◆ **Requirement**
The word "lower" marks the lines to keep; find each one in the data and copy it.

◆ **Data supplied**

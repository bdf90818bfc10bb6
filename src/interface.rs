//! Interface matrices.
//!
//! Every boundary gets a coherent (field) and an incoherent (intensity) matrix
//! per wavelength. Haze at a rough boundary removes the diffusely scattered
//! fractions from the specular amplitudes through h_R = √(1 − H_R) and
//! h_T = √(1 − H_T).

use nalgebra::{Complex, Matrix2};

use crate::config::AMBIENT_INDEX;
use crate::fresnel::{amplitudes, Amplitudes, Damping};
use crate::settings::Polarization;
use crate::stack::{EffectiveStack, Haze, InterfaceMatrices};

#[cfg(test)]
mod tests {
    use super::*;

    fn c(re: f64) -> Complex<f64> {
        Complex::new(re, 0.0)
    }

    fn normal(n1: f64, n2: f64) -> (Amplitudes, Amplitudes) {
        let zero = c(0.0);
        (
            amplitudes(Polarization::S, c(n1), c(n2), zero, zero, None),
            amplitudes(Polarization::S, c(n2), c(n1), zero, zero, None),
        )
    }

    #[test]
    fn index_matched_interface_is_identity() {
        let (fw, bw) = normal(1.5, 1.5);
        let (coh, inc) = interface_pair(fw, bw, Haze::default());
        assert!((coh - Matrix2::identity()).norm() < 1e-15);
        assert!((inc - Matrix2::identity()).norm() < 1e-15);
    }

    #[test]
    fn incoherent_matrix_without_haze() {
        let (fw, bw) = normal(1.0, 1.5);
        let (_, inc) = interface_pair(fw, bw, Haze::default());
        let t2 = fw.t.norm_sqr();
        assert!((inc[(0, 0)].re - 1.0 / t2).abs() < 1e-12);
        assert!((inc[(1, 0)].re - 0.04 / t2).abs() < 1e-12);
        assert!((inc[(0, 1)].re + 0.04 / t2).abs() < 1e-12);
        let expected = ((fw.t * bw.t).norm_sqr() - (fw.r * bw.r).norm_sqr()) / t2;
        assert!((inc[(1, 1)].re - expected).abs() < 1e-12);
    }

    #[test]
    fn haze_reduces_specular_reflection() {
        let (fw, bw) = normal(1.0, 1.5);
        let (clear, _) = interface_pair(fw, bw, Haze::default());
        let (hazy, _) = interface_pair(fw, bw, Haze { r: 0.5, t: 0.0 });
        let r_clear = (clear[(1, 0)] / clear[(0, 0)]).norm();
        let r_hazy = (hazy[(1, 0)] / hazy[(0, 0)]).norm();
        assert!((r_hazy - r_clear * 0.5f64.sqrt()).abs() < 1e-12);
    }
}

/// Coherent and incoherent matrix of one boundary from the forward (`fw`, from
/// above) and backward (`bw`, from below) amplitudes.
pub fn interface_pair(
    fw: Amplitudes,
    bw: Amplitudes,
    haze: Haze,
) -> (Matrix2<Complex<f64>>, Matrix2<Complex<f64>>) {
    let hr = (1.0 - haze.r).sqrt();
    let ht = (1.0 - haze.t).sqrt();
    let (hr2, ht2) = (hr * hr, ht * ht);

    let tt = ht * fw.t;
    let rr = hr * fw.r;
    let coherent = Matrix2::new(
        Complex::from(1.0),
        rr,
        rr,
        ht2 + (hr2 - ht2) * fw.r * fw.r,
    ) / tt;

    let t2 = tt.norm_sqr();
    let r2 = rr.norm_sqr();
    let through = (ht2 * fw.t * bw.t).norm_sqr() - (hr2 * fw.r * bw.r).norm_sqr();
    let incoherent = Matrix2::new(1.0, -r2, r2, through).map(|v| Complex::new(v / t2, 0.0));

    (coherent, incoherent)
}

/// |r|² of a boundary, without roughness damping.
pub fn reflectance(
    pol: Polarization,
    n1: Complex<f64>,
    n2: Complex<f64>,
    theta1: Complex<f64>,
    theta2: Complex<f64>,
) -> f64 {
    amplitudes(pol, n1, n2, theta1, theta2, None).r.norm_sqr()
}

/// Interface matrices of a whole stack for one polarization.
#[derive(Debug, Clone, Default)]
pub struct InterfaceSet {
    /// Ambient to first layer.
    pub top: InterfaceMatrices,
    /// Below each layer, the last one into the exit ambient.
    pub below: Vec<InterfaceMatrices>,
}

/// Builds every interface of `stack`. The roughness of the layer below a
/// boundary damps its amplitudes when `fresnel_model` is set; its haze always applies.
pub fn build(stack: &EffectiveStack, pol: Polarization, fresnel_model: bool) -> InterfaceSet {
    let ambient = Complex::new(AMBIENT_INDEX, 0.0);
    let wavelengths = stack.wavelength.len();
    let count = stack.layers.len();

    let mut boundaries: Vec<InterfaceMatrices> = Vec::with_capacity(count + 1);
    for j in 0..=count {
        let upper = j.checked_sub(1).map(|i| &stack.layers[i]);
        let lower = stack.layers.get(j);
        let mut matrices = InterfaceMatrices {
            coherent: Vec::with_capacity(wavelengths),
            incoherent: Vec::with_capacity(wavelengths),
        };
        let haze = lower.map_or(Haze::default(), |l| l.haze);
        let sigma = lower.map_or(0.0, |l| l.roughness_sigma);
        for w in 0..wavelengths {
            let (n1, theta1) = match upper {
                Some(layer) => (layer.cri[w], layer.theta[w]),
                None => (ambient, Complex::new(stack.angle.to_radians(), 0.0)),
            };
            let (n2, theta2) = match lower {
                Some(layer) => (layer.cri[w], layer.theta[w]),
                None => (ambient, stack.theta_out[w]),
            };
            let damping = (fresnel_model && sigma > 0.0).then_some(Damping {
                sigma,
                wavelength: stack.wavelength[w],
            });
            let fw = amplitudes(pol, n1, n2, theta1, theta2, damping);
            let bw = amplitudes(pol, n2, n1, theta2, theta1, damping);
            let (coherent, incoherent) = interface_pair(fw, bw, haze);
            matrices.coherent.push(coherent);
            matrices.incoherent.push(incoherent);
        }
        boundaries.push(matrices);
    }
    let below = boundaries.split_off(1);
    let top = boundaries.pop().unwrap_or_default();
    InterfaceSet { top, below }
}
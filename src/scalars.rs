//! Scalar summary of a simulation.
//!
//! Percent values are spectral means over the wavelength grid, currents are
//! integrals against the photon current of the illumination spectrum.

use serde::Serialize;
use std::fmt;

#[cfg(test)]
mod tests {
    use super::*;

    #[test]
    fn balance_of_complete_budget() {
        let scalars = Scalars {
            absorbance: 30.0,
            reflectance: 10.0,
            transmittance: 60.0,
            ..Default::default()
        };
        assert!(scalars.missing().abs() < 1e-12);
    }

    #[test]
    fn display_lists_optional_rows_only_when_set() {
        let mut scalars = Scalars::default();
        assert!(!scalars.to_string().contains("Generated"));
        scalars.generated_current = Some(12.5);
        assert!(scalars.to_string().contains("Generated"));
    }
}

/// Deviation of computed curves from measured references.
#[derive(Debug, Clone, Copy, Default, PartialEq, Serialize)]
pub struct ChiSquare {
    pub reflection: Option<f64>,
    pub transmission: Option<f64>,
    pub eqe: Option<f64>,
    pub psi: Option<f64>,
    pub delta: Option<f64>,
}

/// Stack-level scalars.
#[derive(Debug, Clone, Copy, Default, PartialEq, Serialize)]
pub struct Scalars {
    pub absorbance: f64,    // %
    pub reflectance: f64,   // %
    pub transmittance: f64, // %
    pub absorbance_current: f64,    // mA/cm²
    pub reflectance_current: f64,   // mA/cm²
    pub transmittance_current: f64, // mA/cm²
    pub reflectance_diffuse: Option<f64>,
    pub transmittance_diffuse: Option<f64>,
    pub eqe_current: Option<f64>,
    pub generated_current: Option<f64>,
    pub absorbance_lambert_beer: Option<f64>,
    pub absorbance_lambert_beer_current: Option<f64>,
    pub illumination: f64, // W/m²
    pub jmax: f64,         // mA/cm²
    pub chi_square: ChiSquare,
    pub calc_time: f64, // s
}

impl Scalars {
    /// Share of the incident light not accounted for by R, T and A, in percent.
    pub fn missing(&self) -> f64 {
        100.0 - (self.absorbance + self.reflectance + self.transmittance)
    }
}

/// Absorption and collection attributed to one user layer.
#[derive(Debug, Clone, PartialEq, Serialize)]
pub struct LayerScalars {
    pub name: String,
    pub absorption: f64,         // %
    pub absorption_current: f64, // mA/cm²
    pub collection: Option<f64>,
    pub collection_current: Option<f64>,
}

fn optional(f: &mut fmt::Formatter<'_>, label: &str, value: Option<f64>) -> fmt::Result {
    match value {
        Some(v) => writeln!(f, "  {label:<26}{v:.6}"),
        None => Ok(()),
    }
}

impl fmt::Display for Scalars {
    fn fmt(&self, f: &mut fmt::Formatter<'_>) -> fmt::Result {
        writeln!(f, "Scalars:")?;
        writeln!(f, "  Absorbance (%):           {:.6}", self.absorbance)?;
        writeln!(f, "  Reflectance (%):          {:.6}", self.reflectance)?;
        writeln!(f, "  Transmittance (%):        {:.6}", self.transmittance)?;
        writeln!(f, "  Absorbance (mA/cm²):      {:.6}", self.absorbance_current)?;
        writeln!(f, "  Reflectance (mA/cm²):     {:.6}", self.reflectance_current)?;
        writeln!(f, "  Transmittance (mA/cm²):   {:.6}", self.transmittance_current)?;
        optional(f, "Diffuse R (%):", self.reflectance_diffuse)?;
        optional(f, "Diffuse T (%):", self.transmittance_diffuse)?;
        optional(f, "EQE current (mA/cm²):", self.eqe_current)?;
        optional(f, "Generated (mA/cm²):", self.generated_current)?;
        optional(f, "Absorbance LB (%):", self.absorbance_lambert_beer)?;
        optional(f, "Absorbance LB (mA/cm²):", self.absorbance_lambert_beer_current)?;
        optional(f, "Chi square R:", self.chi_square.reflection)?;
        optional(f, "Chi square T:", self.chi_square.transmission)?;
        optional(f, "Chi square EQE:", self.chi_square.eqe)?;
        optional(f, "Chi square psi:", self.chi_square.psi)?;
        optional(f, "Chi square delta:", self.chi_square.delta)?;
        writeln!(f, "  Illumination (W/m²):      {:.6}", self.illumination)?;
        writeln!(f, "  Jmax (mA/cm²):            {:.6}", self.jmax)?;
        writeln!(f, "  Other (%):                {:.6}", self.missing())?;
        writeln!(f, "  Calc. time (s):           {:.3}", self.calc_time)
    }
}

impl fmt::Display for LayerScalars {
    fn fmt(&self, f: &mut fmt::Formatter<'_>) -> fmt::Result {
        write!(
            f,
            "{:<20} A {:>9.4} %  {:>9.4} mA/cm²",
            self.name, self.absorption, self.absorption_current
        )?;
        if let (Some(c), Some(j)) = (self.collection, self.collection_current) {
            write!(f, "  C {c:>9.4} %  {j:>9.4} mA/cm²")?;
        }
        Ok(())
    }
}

◆ **The answer**
        let lower = stack.layers.get(j);
        let haze = lower.map_or(Haze::default(), |l| l.haze);
        let sigma = lower.map_or(0.0, |l| l.roughness_sigma);
            let (n2, theta2) = match lower {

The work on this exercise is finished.